In an effort to change the American public's neutral stance regarding the war, the British government contacted Griffith due to his stature and reputation for dramatic filmmaking. The film was produced by D. Two families live next to one another in Dig - Adam Again - Dig French village on the eve of World War I. The Boy in one of the families falls for the only daughter in the other family.
As they make preparations for marriage, World War I breaks out, and, although the Boy is American, he feels he should fight for the country in which he lives. When the French retreat, the village is shelled. The Boy's father and the Girl's mother and grandfather are killed. The Girl, deranged, wanders aimlessly through the battlefield and comes upon the Boy badly wounded and unconscious. She finds her way back to the village where she is nursed back to health by The Little Disturber who Calle Stropp - Köttgrottorna - Köttrea 1983-93 previously been a rival for the Boy's affections.
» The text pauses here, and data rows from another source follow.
use box3_gateway::{
    app::{AppState, router},
    backend::Backend,
    config::GatewayArgs,
    init_tracing, shutdown_signal,
};
use box3_kit::facilitator_client::FacilitatorClient;
use box3_paywall::paywall::{PayWall, ProtectedRoute};
use clap::Parser;

#[tokio::main]
async fn main() -> Result<(), Box<dyn std::error::Error>> {
    let args = GatewayArgs::parse();
    init_tracing();

    let facilitator = FacilitatorClient::from_url(args.facilitator_url.clone())
        .with_timeout(args.facilitator_timeout())?;

    let challenge = args.unlock_challenge();
    tracing::info!(
        network = %challenge.network,
        amount = %challenge.amount,
        pay_to = %challenge.pay_to,
        "Configured box unlock payment"
    );

    let paywall = PayWall::builder()
        .facilitator(facilitator)
        .routes([ProtectedRoute::from_challenge(challenge)])
        .build();

    match paywall.check_supported().await {
        Ok(unsupported) if unsupported.is_empty() => {
            tracing::info!(facilitator = %args.facilitator_url, "Facilitator supports all routes")
        }
        Ok(_) => {}
        Err(err) => tracing::warn!(
            error = %err,
            facilitator = %args.facilitator_url,
            "Facilitator unreachable at startup"
        ),
    }

    let state = AppState {
        backend: Backend::new(args.backend_url.clone()),
        box_id: args.box_id.clone(),
    };
    let app = router(state, paywall);

    let listener = tokio::net::TcpListener::bind(args.bind_address()).await?;
    tracing::info!(
        "Box3 gateway listening on http://{}",
        listener.local_addr()?
    );
    tracing::info!(backend = %args.backend_url, "Proxying tag and package requests");

    axum::serve(listener, app)
        .with_graceful_shutdown(shutdown_signal())
        .await?;

    Ok(())
}
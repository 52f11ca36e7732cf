//! Single-use tracking of presented proofs.

use std::{
    collections::HashMap,
    sync::{Arc, Mutex, PoisonError},
};

use box3_core::{proof::ProofId, types::TimestampSeconds};

#[derive(Debug, Clone, Copy, PartialEq, Eq)]
pub enum ProofStatus {
    /// Reserved by a request that has not finished settling.
    InFlight,
    /// Settled; never accepted again.
    Consumed,
}

#[derive(Debug, Clone, Copy)]
struct Entry {
    status: ProofStatus,
    valid_before: TimestampSeconds,
}

/// Proofs seen by the paywall, shared across clones.
///
/// Reservation is atomic: of two concurrent presentations of one proof, only one
/// obtains a [`Reservation`]. Consumed proofs are forgotten once their validity
/// window has closed, since an expired proof is refused before it gets here.
#[derive(Debug, Clone, Default)]
pub struct ReplayStore {
    proofs: Arc<Mutex<HashMap<ProofId, Entry>>>,
}

impl ReplayStore {
    pub fn new() -> Self {
        Self::default()
    }

    /// Reserve `id`, or report why it is unavailable.
    ///
    /// `valid_before` is the end of the proof's validity window.
    pub fn reserve(
        &self,
        id: ProofId,
        valid_before: TimestampSeconds,
    ) -> Result<Reservation, ProofStatus> {
        let mut proofs = self.proofs.lock().unwrap_or_else(PoisonError::into_inner);
        forget_expired(&mut proofs, TimestampSeconds::now());
        if let Some(entry) = proofs.get(&id) {
            return Err(entry.status);
        }
        proofs.insert(
            id.clone(),
            Entry {
                status: ProofStatus::InFlight,
                valid_before,
            },
        );
        Ok(Reservation {
            store: self.clone(),
            id,
            committed: false,
        })
    }

    pub fn status(&self, id: &ProofId) -> Option<ProofStatus> {
        let proofs = self.proofs.lock().unwrap_or_else(PoisonError::into_inner);
        proofs.get(id).map(|entry| entry.status)
    }

    /// Number of tracked proofs, in flight or consumed.
    pub fn len(&self) -> usize {
        self.proofs.lock().unwrap_or_else(PoisonError::into_inner).len()
    }

    pub fn is_empty(&self) -> bool {
        self.len() == 0
    }

    /// Drop consumed proofs whose validity ended before `now`.
    pub fn prune(&self, now: TimestampSeconds) {
        let mut proofs = self.proofs.lock().unwrap_or_else(PoisonError::into_inner);
        forget_expired(&mut proofs, now);
    }

    fn finish(&self, id: &ProofId, committed: bool) {
        let mut proofs = self.proofs.lock().unwrap_or_else(PoisonError::into_inner);
        if committed {
            if let Some(entry) = proofs.get_mut(id) {
                entry.status = ProofStatus::Consumed;
            }
        } else {
            proofs.remove(id);
        }
    }
}

fn forget_expired(proofs: &mut HashMap<ProofId, Entry>, now: TimestampSeconds) {
    proofs.retain(|_, entry| entry.status == ProofStatus::InFlight || entry.valid_before >= now);
}

/// A proof held in flight. Dropping it without [`commit`](Reservation::commit)
/// releases the proof so it may be presented again.
#[derive(Debug)]
pub struct Reservation {
    store: ReplayStore,
    id: ProofId,
    committed: bool,
}

impl Reservation {
    pub fn id(&self) -> &ProofId {
        &self.id
    }

    /// Mark the proof consumed.
    pub fn commit(mut self) {
        self.committed = true;
    }
}

impl Drop for Reservation {
    fn drop(&mut self) {
        self.store.finish(&self.id, self.committed);
    }
}
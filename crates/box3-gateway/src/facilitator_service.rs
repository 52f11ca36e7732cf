//! HTTP surface of the development facilitator.
//!
//! - `GET  /supported` - List supported payment kinds
//! - `POST /verify`    - Verify a payment proof against its challenge
//! - `POST /settle`    - Settle a payment proof against the ledger
//! - `POST /fund`      - Credit a development balance
//! - `GET  /health`    - Health check

use alloy_primitives::Address;
use axum::{
    Json, Router,
    extract::State,
    http::StatusCode,
    response::{IntoResponse, Response},
    routing::{get, post},
};
use box3_core::{
    facilitator::{
        Facilitator, PaymentRequest, SettleResponse, SupportedResponse, VerifyResponse,
    },
    types::Price,
};
use box3_kit::ledger::LedgerFacilitator;
use serde::{Deserialize, Serialize};
use serde_json::json;
use tower_http::trace::TraceLayer;

#[derive(Debug, Clone, Deserialize)]
pub struct FundRequest {
    pub address: Address,
    pub amount: Price,
}

#[derive(Debug, Clone, Serialize, Deserialize)]
pub struct FundResponse {
    pub address: Address,
    /// Balance in minor units, as a decimal string.
    pub balance: String,
}

pub fn router(ledger: LedgerFacilitator) -> Router {
    Router::new()
        .route("/supported", get(supported))
        .route("/verify", post(verify))
        .route("/settle", post(settle))
        .route("/fund", post(fund))
        .route("/health", get(|| async { Json(json!({ "status": "ok" })) }))
        .layer(TraceLayer::new_for_http())
        .with_state(ledger)
}

async fn supported(State(ledger): State<LedgerFacilitator>) -> Json<SupportedResponse> {
    match ledger.supported().await {
        Ok(supported) => Json(supported),
        Err(never) => match never {},
    }
}

async fn verify(
    State(ledger): State<LedgerFacilitator>,
    Json(request): Json<PaymentRequest>,
) -> Json<VerifyResponse> {
    let result = match ledger.verify(request).await {
        Ok(result) => result,
        Err(never) => match never {},
    };
    Json(result.into())
}

async fn settle(
    State(ledger): State<LedgerFacilitator>,
    Json(request): Json<PaymentRequest>,
) -> Json<SettleResponse> {
    let result = match ledger.settle(request).await {
        Ok(result) => result,
        Err(never) => match never {},
    };
    Json(result.into())
}

async fn fund(
    State(ledger): State<LedgerFacilitator>,
    Json(request): Json<FundRequest>,
) -> Response {
    match ledger.fund(request.address, &request.amount).await {
        Ok(balance) => Json(FundResponse {
            address: request.address,
            balance: balance.to_string(),
        })
        .into_response(),
        Err(err) => {
            tracing::warn!(error = %err, "Rejected funding request");
            (
                StatusCode::BAD_REQUEST,
                Json(json!({
                    "error": "invalid_amount",
                    "message": err.to_string(),
                })),
            )
                .into_response()
        }
    }
}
The Boy is carried off by the Red Cross. Von Strohm, a German officer, lusts after the Girl and attempts to rape her, but she narrowly escapes when he is called away by his commanding officer. Upon his recovery, the Boy, disguised as a German officer, infiltrates the enemy-occupied village, finds the Girl. The two of them are forced to kill a German sergeant who discovers them. Von Strohm finds the dead sergeant and locates the Boy and Girl who are locked in an upper room at the inn. It is a race against time with the Germans trying to break the door down as the French return to retake the village.
The British Government gave D. Griffith unprecedented access to film in locations that were otherwise forbidden to journalists. Exterior shots were largely filmed throughout England from May to October In one instance Griffith and his film crew were forced to take cover when their location came under German artillery fire; he escaped unscathed.
The film company returned to Los Angeles where British and Canadian troops recreated battle scenes and other interior scenes on a stage at Fine Arts Studio in Los Angeles from November to December In a scene cut from the movie, actress Colleen Moore appeared as a little girl in her bed who, hearing the war raging beyond her window, was so frightened that she turned the hands of her alarm clock forward, hoping that time would rush forward to the end of the fighting.
Lillian Gish, the actress who portrayed 'The Girl', later said: . Some historians have also noted Heart Of The World (Sigla Festivalbar 79) - P. Piccioni* / L. Enriquez* - Heart Of The World / Plan Hearts of the World and similar films encouraged a 'hysterical hatred' of the enemy which complicated the task of the Versailles peacemakers.
Heart Of The World (Sigla Festivalbar 79) - P. Piccioni* / L. Enriquez* - Heart Of The World / Plan many American films of the time, Hearts of the World was subject to cuts by city and state film censorship boards. For example, the Chicago Board of Censors required cuts, in Reel 3, of that part of a bayoneting scene showing closeup of a man's side from which a stream of blood flows, Reel 6, that portion of dancing scene where dancer twirls her skirt and exposes posterior to camera, officer carrying young woman off into other room, six scenes of German officer on floor motioning to young woman to come and lie down beside him, closeup of same German officer reaching up with arms for young woman to come to him, closeup of officer and young woman embracing in bunk, officers forcing young peasant women towards bunks, scene showing young women in bunks with clothing disheveled and hair down and officers walking off and adjusting clothes, and the intertitle "Dungeons of Lust" and scenes of young women lying prostrate following the intertitle.
Hearts of the World is referenced in L. Rilla recalls in her diary, "The heroine was struggling with a horrible German soldier who was trying to drag her away. I knew she had a knife—I had seen her hide it, to have it in readiness—and I couldn't understand why she didn't produce it and finish the brute. I thought she must have forgotten it, and just at the tensest moment of the scene I lost my head altogether.
I just stood right up on my feet in that crowded house and shrieked at the top of my voice—'The knife is in your stocking—the knife is in your stocking! A print of the film still exists and is held by the Cohen Media Group. The rights are now held in the public domain. From Wikipedia, the free encyclopedia. Hearts of the World lobby poster. Play media. Greenwood Publishing Group. American Cinema of the s: Themes and Variations.
Rutgers Heart Of The World (Sigla Festivalbar 79) - P. Piccioni* / L. Enriquez* - Heart Of The World / Plan Press. Griffith: Interviews. Press of Mississippi. Oxford University Press. Cherchi Usai, Paolo ed. The Griffith Project: Films produced in British Film Institute.
Edinburgh University Press. First World War. Dorling Kindersley. Exhibitors Herald. May 18, April 21, Retrieved October 8, Films directed by D. Only films from onwards included below.
See complete D. Griffith filmography. Hidden categories: CS1: Julian—Gregorian uncertainty Articles with short description Use mdy dates from January Wikipedia articles needing page number citations from October Commons category Windows - Highway (13) - Up And Down The Highway from Wikidata Articles with Internet Archive links Articles containing video clips.